The era encompasses the primordial years of organized interhall football, as the league expanded from four to seven active teams and the number of official games played exploded. New additions to interhall culture included the All-Interhall teams, championship trophies, and full season rundowns published in the Dome Yearbook. Halls typically fielded just a single team to represent them in competition, and that team was trained and managed by a coach appointed by the university's athletic board.

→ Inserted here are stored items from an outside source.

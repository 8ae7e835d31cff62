use anyhow::Result;
use chrono::Local;
use serde::Serialize;
use std::path::{Path, PathBuf};
use tokio::fs::{self, OpenOptions};
use tokio::io::AsyncWriteExt;

#[derive(Serialize)]
struct LogEntry<'a> {
    timestamp: String, // ISO‑8601 Local time
    session_id: &'a str,
    role: &'a str,
    content: &'a str,
    #[serde(skip_serializing_if = "Option::is_none")]
    model: Option<&'a str>,
}

/// Appends every message of a session to a JSONL transcript under `<workspace>/logs`.
///
/// The transcript is write-only; nothing reads it back.
pub struct ConversationLogger {
    file_path: PathBuf,
    file: Option<tokio::fs::File>,
}

impl ConversationLogger {
    /// Create a new logger; generates the file name based on the current local time.
    pub async fn new(workspace: &Path) -> Result<Self> {
        let logs_dir = workspace.join("logs");
        fs::create_dir_all(&logs_dir).await?;

        let filename = format!(
            "agentchat-{}.jsonl",
            Local::now().format("%Y-%m-%d-%H%M%S")
        );
        let file_path = logs_dir.join(filename);
        let file = OpenOptions::new()
            .create(true)
            .append(true)
            .open(&file_path)
            .await?;
        Ok(Self { file_path, file: Some(file) })
    }

    pub fn file_path(&self) -> &Path {
        &self.file_path
    }

    /// Append a single log entry. Write failures disable the logger instead of failing the chat.
    pub async fn log(&mut self, session_id: &str, role: &str, content: &str, model: Option<&str>) {
        let entry = LogEntry {
            timestamp: Local::now().to_rfc3339(),
            session_id,
            role,
            content,
            model,
        };

        let line = match serde_json::to_string(&entry) {
            Ok(json) => json + "\n",
            Err(_) => return,
        };

        if let Some(file) = self.file.as_mut() {
            let written = match file.write_all(line.as_bytes()).await {
                Ok(()) => file.flush().await,
                Err(e) => Err(e),
            };
            if let Err(e) = written {
                crate::warn(&format!(
                    "Conversation log {} disabled: {}",
                    self.file_path.display(),
                    e
                ));
                self.file = None;
            }
        }
    }
}
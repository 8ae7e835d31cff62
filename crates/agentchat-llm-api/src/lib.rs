//! # agentchat-llm-api
//!
//! A small interface over hosted text-generation services:
//! - Google Gemini (`generateContent`)
//! - OpenAI and other OpenAI-compatible endpoints (including a llama.cpp server)
//!
//! ## Example
//!
//! ```rust,no_run
//! use agentchat_llm_api::{BackendType, ClientFactory, ClientOptions};
//!
//! #[tokio::main]
//! async fn main() -> anyhow::Result<()> {
//!     let client = ClientFactory::create(
//!         BackendType::Gemini,
//!         Some("your-api-key".to_string()),
//!         None,
//!         None,
//!         &ClientOptions::default(),
//!     )?;
//!
//!     let reply = client.generate("Hello!").await?;
//!     println!("Response: {}", reply);
//!     Ok(())
//! }
//! ```

pub mod client;
pub mod config;
pub mod error;

// Re-export commonly used types
pub use client::{ChatMessage, LlmClient};
pub use client::gemini::GeminiClient;
pub use client::openai::OpenAiCompatibleClient;

pub use config::{
    BackendType,
    ClientFactory,
    ClientOptions,
    GEMINI_API_URL,
    OPENAI_API_URL,
    DEFAULT_GEMINI_MODEL,
    DEFAULT_OPENAI_MODEL,
    DEFAULT_LLAMA_MODEL,
    normalize_api_url,
    get_default_url_for_backend,
    get_default_model_for_backend,
};

pub use error::LlmError;
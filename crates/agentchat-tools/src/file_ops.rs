use agentchat_toolcore::{param, ParameterDefinition, Tool, ToolContext, ToolParameters, ToolResult};
use async_trait::async_trait;
use std::collections::HashMap;
use std::fs;
use std::path::Path;

const MAX_READ_CHARS: usize = 4000;
const MAX_LISTED_FILES: usize = 200;

/// Tool for reading, writing and listing files inside the work directory
pub struct FileTool;

#[async_trait]
impl Tool for FileTool {
    fn name(&self) -> &str {
        "file"
    }

    fn description(&self) -> &str {
        "Read, write, and list files in the working directory"
    }

    fn parameters(&self) -> HashMap<String, ParameterDefinition> {
        HashMap::from([
            param!("action", "One of: read, write, list", required),
            param!("path", "Path relative to the working directory", optional, "."),
            param!("content", "Content to write (write only)", optional, ""),
        ])
    }

    async fn execute(&self, params: ToolParameters, context: &ToolContext) -> ToolResult {
        let action = match params.get_required("action") {
            Ok(action) => action,
            Err(e) => return ToolResult::error(e.to_string()),
        };
        let path = params.get_or("path", ".");

        match action.as_str() {
            "read" => read_file(context, &path),
            "write" => write_file(context, &path, &params.get_or("content", "")),
            "list" => list_files(context, &path),
            other => ToolResult::success(format!("Unknown file action: {}", other)),
        }
    }
}

fn read_file(context: &ToolContext, path: &str) -> ToolResult {
    let full_path = match context.resolve_path(path) {
        Ok(full_path) => full_path,
        Err(e) => return ToolResult::error(e.to_string()),
    };

    if !full_path.is_file() {
        return ToolResult::error(format!("File not found: {}", path));
    }

    match fs::read_to_string(&full_path) {
        Ok(content) => {
            let total_chars = content.chars().count();
            if total_chars > MAX_READ_CHARS {
                let preview: String = content.chars().take(MAX_READ_CHARS).collect();
                ToolResult::success(format!(
                    "Contents of {} (first {} of {} characters):\n{}",
                    path, MAX_READ_CHARS, total_chars, preview
                ))
            } else {
                ToolResult::success(format!("Contents of {}:\n{}", path, content))
            }
        }
        Err(e) => ToolResult::error(format!("Failed to read file: {}", e)),
    }
}

fn write_file(context: &ToolContext, path: &str, content: &str) -> ToolResult {
    let full_path = match context.resolve_path(path) {
        Ok(full_path) => full_path,
        Err(e) => return ToolResult::error(e.to_string()),
    };

    if full_path.is_dir() {
        return ToolResult::error(format!("Cannot write to a directory: {}", path));
    }

    // Create parent directories if they don't exist
    if let Some(parent) = full_path.parent() {
        if let Err(e) = fs::create_dir_all(parent) {
            return ToolResult::error(format!("Failed to create directories: {}", e));
        }
    }

    match fs::write(&full_path, content) {
        Ok(()) => ToolResult::success(format!("Wrote {} bytes to {}", content.len(), path)),
        Err(e) => ToolResult::error(format!("Failed to write file: {}", e)),
    }
}

fn list_files(context: &ToolContext, path: &str) -> ToolResult {
    let root = match context.resolve_path(path) {
        Ok(root) => root,
        Err(e) => return ToolResult::error(e.to_string()),
    };

    if !root.is_dir() {
        return ToolResult::error(format!("Not a directory: {}", path));
    }

    // Use ignore crate's WalkBuilder which respects .gitignore
    let mut builder = ignore::WalkBuilder::new(&root);
    builder.hidden(false).git_ignore(true).git_exclude(true);

    let mut files: Vec<String> = builder
        .build()
        .filter_map(|entry| entry.ok())
        .filter(|entry| entry.path().is_file())
        .filter_map(|entry| relative_display(&context.work_dir, entry.path()))
        .collect();
    files.sort();

    if files.is_empty() {
        return ToolResult::success(format!("No files found in {}", path));
    }

    let total = files.len();
    files.truncate(MAX_LISTED_FILES);
    let note = if total > MAX_LISTED_FILES {
        format!(" (showing first {})", MAX_LISTED_FILES)
    } else {
        String::new()
    };

    ToolResult::success(format!(
        "Found {} file(s) in {}{}:\n{}",
        total,
        path,
        note,
        files.join("\n")
    ))
}

pub(crate) fn relative_display(work_dir: &Path, path: &Path) -> Option<String> {
    path.strip_prefix(work_dir)
        .ok()
        .and_then(|relative| relative.to_str())
        .map(|s| s.to_string())
}
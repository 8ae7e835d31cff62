use thiserror::Error;

/// Failures talking to a generation service
#[derive(Debug, Error)]
pub enum LlmError {
    #[error("{backend} API key is not configured")]
    MissingApiKey { backend: &'static str },

    #[error("{backend} backend requires an API URL")]
    MissingApiUrl { backend: &'static str },

    #[error("{backend} API error ({status}): {message}")]
    Api {
        backend: &'static str,
        status: u16,
        message: String,
    },

    #[error("{backend} returned no text")]
    EmptyResponse { backend: &'static str },

    #[error("prompt blocked by {backend}: {reason}")]
    Blocked { backend: &'static str, reason: String },

    #[error("HTTP request failed: {0}")]
    Http(#[from] reqwest::Error),
}

/// Pull a human-readable message out of an error body, falling back to the raw text
pub(crate) fn error_message_from_body(body: &str) -> String {
    serde_json::from_str::<serde_json::Value>(body)
        .ok()
        .and_then(|value| value["error"]["message"].as_str().map(|s| s.to_string()))
        .unwrap_or_else(|| body.trim().to_string())
}
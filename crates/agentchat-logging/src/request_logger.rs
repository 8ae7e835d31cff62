use colored::Colorize;

use crate::{mask_key, safe_truncate};

const MAX_BODY_CHARS: usize = 5000;

/// Log HTTP request details for debugging (console output)
pub fn log_request(url: &str, body: &serde_json::Value, api_key: Option<&str>, verbose: bool) {
    if !verbose {
        return;
    }

    println!("\n{}", "═".repeat(80).bright_cyan());
    println!("{}", "🔍 HTTP REQUEST DEBUG".bright_cyan().bold());
    println!("{}", "═".repeat(80).bright_cyan());

    match reqwest::Url::parse(url) {
        Ok(parsed_url) => {
            // never echo a key passed as a query parameter
            let mut display_url = parsed_url.clone();
            display_url.set_query(None);
            println!("{}: {}", "URL".bright_yellow(), display_url);
            println!("{}: {}", "Host".bright_yellow(), parsed_url.host_str().unwrap_or("unknown"));
            println!("{}: {}", "Scheme".bright_yellow(), parsed_url.scheme());
        }
        Err(_) => println!("{}: {}", "URL".bright_yellow(), url),
    }

    println!("\n{}", "Headers:".bright_yellow());
    println!("  Content-Type: application/json");
    if let Some(key) = api_key {
        println!("  Credential: {}", mask_key(key));
    }

    println!("\n{}", "Request Body:".bright_yellow());
    match serde_json::to_string_pretty(body) {
        Ok(json) => print_truncated(&json),
        Err(e) => println!("{}", format!("Error serializing request: {}", e).red()),
    }

    println!("{}", "═".repeat(80).bright_cyan());
    println!();
}

/// Log HTTP response details for debugging (console output)
pub fn log_response(status: &reqwest::StatusCode, body: &str, verbose: bool) {
    if !verbose {
        return;
    }

    println!("\n{}", "═".repeat(80).bright_green());
    println!("{}", "📥 HTTP RESPONSE DEBUG".bright_green().bold());
    println!("{}", "═".repeat(80).bright_green());

    println!(
        "{}: {} {}",
        "Status".bright_yellow(),
        status.as_u16(),
        status.canonical_reason().unwrap_or("Unknown")
    );

    println!("\n{}", "Response Body:".bright_yellow());
    // Try to pretty-print JSON, fall back to raw text
    match serde_json::from_str::<serde_json::Value>(body)
        .ok()
        .and_then(|value| serde_json::to_string_pretty(&value).ok())
    {
        Some(pretty) => print_truncated(&pretty),
        None => print_truncated(body),
    }

    println!("{}", "═".repeat(80).bright_green());
    println!();
}

fn print_truncated(text: &str) {
    if text.chars().count() > MAX_BODY_CHARS {
        println!("{}", safe_truncate(text, MAX_BODY_CHARS));
        println!(
            "\n{}",
            format!("... (truncated, total {} bytes)", text.len()).bright_black()
        );
    } else {
        println!("{}", text);
    }
}
use agentchat_toolcore::ToolRegistry;

use crate::history::Message;

/// Number of trailing history entries included in each prompt
pub const HISTORY_WINDOW: usize = 5;

const HEADER: &str = "You are an AI content creation assistant with access to powerful tools. \
When a user requests something that would benefit from using a tool, automatically use it by \
including the tool call in your response.";

const DIRECTIVE_INSTRUCTIONS: &str = "\
IMPORTANT: When you decide to use a tool, format it as: TOOL_CALL[tool_name:parameter1=value1,parameter2=value2]

Examples:
- User asks \"search for weather in London\" → Use: TOOL_CALL[search:query=weather in London]
- User asks \"create a blog post about AI\" → Use: TOOL_CALL[text:task=generate,content=blog post about AI]
- User asks \"make an image of a sunset\" → Use: TOOL_CALL[image:action=generate,prompt=sunset]
- User asks \"read my notes.txt file\" → Use: TOOL_CALL[file:action=read,path=notes.txt]

Always be helpful and proactive. If a user's request can be fulfilled with a tool, use it automatically. \
Provide context about what you're doing and why.";

/// Compose the prompt sent to the model.
///
/// `recent` is the trailing history window and already ends with the
/// current user message; the message is repeated after it as the final turn.
pub fn build_prompt(registry: &ToolRegistry, recent: &[Message], user_message: &str) -> String {
    let tools = registry
        .descriptions()
        .into_iter()
        .map(|line| format!("- {}", line))
        .collect::<Vec<_>>()
        .join("\n");

    let mut prompt = format!(
        "{}\n\nAvailable Tools:\n{}\n\n{}\n\nConversation History:\n",
        HEADER, tools, DIRECTIVE_INSTRUCTIONS
    );
    for message in recent {
        prompt.push_str(&format!("{}: {}\n", message.role, message.content));
    }
    prompt.push_str(&format!("\nUser: {}\nAssistant:", user_message));

    prompt
}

While the representative interhall squads flourished, the popularity of interclass, club, picked, and other intramural campus football teams markedly declined. The Ex-Carrollites team, arguably the most successful of the minor squads, played its last game against Brownson Hall in 1917. Various interhall "chick" teams popped up throughout the era to challenge certain rules implimented by the official interhall league, but these squads came and went with the season and disappeared altogether by World War I.

The most successful team during the era was Corby Hall, which was recognized by the Notre Dame RecSports department as the first campus dynasty. Corby won three straight titles (1909 - 1911) in the first three years of The Formative Era and went on to win an additional three championships (1916, 1919 - 1920) before the era concluded. Of the seven teams who competed, only old Carroll Hall and the Off-Campus team, both established in 1920, did not win a title.

A section of the 1916 Notre Dame Dome yearbook on Interhall Football. The first page provides the season schedule and outcomes, a picture of league champion Corby Hall, and a rundown of the season. Pictured top to bottom on page two is Walsh, Brownson, and Sorin Halls.

Key Developments

  • The first interhall schedule is released by the Scholastic (1903)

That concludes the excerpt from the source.